Great Brand Leaders should be looking at the culture as an opportunity to win in the market place. No matter how good your promise is, if your company is not set up to deliver that promise, everything comes crashing down. The brand story told within the company is even more important than what you might tell the market through your advertising.

Managing organizational culture is very challenging. The DNA should provide an internal beacon for all the People in the organization to follow and deliver the brand promise. As you move along the Brand Love Curve from Indifferent to Like It to Love It and on to Beloved status, you need to make sure the culture keeps pace with where the brand is. 

Slide1

While the DNA can provide the internal beacon, it might not be enough to capture all the behaviors.  Brand Values should come from the DNA, and act as guideposts to ensure that the behavior of everyone in the organization is set to deliver upon the Brand’s promise. How do you want your people to show up? What type of service do you want?  How much emphasis on innovation? What type of people do you want to hire?
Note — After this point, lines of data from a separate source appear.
impl EpisodePatch {
    pub fn apply(self, target: &mut CurrentEpisode) {
        let Self {
            start_capital,
            current_equity,
            equity_change,
            open_position,
            recent_trades,
        } = self;

        if let Some(v) = start_capital {
            target.start_capital = v;
        }
        if let Some(v) = current_equity {
            target.current_equity = v;
        }
        if let Some(v) = equity_change {
            target.equity_change = v;
        }
        if let Some(v) = open_position {
            target.open_position = v;
        }
        if let Some(v) = recent_trades {
            target.recent_trades = v;
        }
    }
}

#[derive(Debug, Clone, Copy, PartialEq, Eq, Hash, Serialize, Deserialize)]
#[serde(rename_all = "UPPERCASE")]
pub enum LogLevel {
    Info,
    Warn,
    Error,
    Debug,
}

impl LogLevel {
    pub fn as_str(&self) -> &'static str {
        match self {
            LogLevel::Info => "INFO",
            LogLevel::Warn => "WARN",
            LogLevel::Error => "ERROR",
            LogLevel::Debug => "DEBUG",
        }
    }
}

impl fmt::Display for LogLevel {
    fn fmt(&self, f: &mut fmt::Formatter<'_>) -> fmt::Result {
        write!(f, "{}", self.as_str())
    }
}

#[derive(Debug, Clone, PartialEq, Serialize, Deserialize)]
pub struct TrainingLog {
    pub id: String,
    /// Unix millis
    pub timestamp: i64,
    pub level: LogLevel,
    pub message: String,
}

#[derive(Debug, Clone, PartialEq, Serialize, Deserialize)]
#[serde(rename_all = "camelCase")]
pub struct BestCheckpoint {
    pub step: u64,
    pub sharpe: f64,
    pub saved_at: i64,
}

/// Full state of the single simulated training job
#[derive(Debug, Clone, PartialEq, Serialize)]
#[serde(rename_all = "camelCase")]
pub struct TrainingState {
    pub experiment_id: String,
    pub experiment_name: String,
    pub status: TrainingStatus,
    pub progress: TrainingProgress,
    pub learning_curve: Vec<LearningCurvePoint>,
    pub action_stats: ActionStats,
    pub state_health: StateHealth,
    pub trade_performance: TradePerformance,
    pub current_episode: CurrentEpisode,
    /// Newest first
    pub logs: RingBuffer<TrainingLog>,
    pub best_checkpoint: Option<BestCheckpoint>,
}

impl TrainingState {
    /// State after an explicit reset: nothing running, nothing recorded
    pub fn idle(experiment_id: &str, experiment_name: &str, candle_capacity: usize, log_capacity: usize) -> Self {
        Self {
            experiment_id: experiment_id.to_string(),
            experiment_name: experiment_name.to_string(),
            status: TrainingStatus::Idle,
            progress: TrainingProgress::fresh(TrainingProgress::default().eta),
            learning_curve: Vec::new(),
            action_stats: ActionStats::default(),
            state_health: StateHealth::default(),
            trade_performance: TradePerformance {
                cumulative_pnl: 0.0,
                ..TradePerformance::default()
            },
            current_episode: CurrentEpisode::new(candle_capacity),
            logs: RingBuffer::new(log_capacity),
            best_checkpoint: None,
        }
    }

    pub fn last_candle(&self) -> Option<&CandleData> {
        self.current_episode.price_data.back()
    }

    pub fn last_curve_point(&self) -> Option<&LearningCurvePoint> {
        self.learning_curve.last()
    }
}

#[cfg(test)]
mod tests {
    use super::*;

    #[test]
    fn test_progress_patch_only_touches_given_fields() {
        let mut progress = TrainingProgress::default();
        ProgressPatch {
            current_step: Some(4096),
            throughput: Some(1800.0),
            ..Default::default()
        }
        .apply(&mut progress);

        assert_eq!(progress.current_step, 4096);
        assert_eq!(progress.throughput, 1800.0);
        assert_eq!(progress.total_steps, 500_000);
        assert_eq!(progress.memory_total, 40.0);
    }

    #[test]
    fn test_nominal_transitions() {
        use TrainingStatus::*;
        assert!(Idle.is_nominal_transition(Running));
        assert!(Paused.is_nominal_transition(Running));
        assert!(!Completed.is_nominal_transition(Paused));
        assert!(!Idle.is_nominal_transition(Completed));
    }

    #[test]
    fn test_normalized_action_stats() {
        let stats = ActionStats {
            long_frequency: 36.0,
            flat_frequency: 42.0,
            short_frequency: 27.0,
            ..ActionStats::default()
        };
        let (l, f, s) = stats.normalized();
        assert!((l + f + s - 100.0).abs() < 1e-9);
    }

    #[test]
    fn test_mark_to_market_short() {
        let mut position = OpenPosition {
            side: AgentAction::Short,
            size: 0.5,
            entry_price: 100.0,
            current_price: 100.0,
            unrealized_pnl: 0.0,
        };
        position.mark_to_market(90.0);
        assert_eq!(position.unrealized_pnl, 5.0);
    }

    #[test]
    fn test_status_serializes_lowercase() {
        assert_eq!(serde_json::to_string(&TrainingStatus::Running).unwrap(), "\"running\"");
        assert_eq!(serde_json::to_string(&LogLevel::Warn).unwrap(), "\"WARN\"");
    }
}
What behavior should be rewarded and what behavior is off-side.  Having the right Brand Values will help you answer these questions. The Brand Values become an extension of what the Brand Leader wants the brand to stand for.

A great example of Brand Values is the Virgin Group of Companies defines what  each value is, but also what it shouldn’t be. I love that Fun means enjoyment but not incompetent and Value means simple but not cheap.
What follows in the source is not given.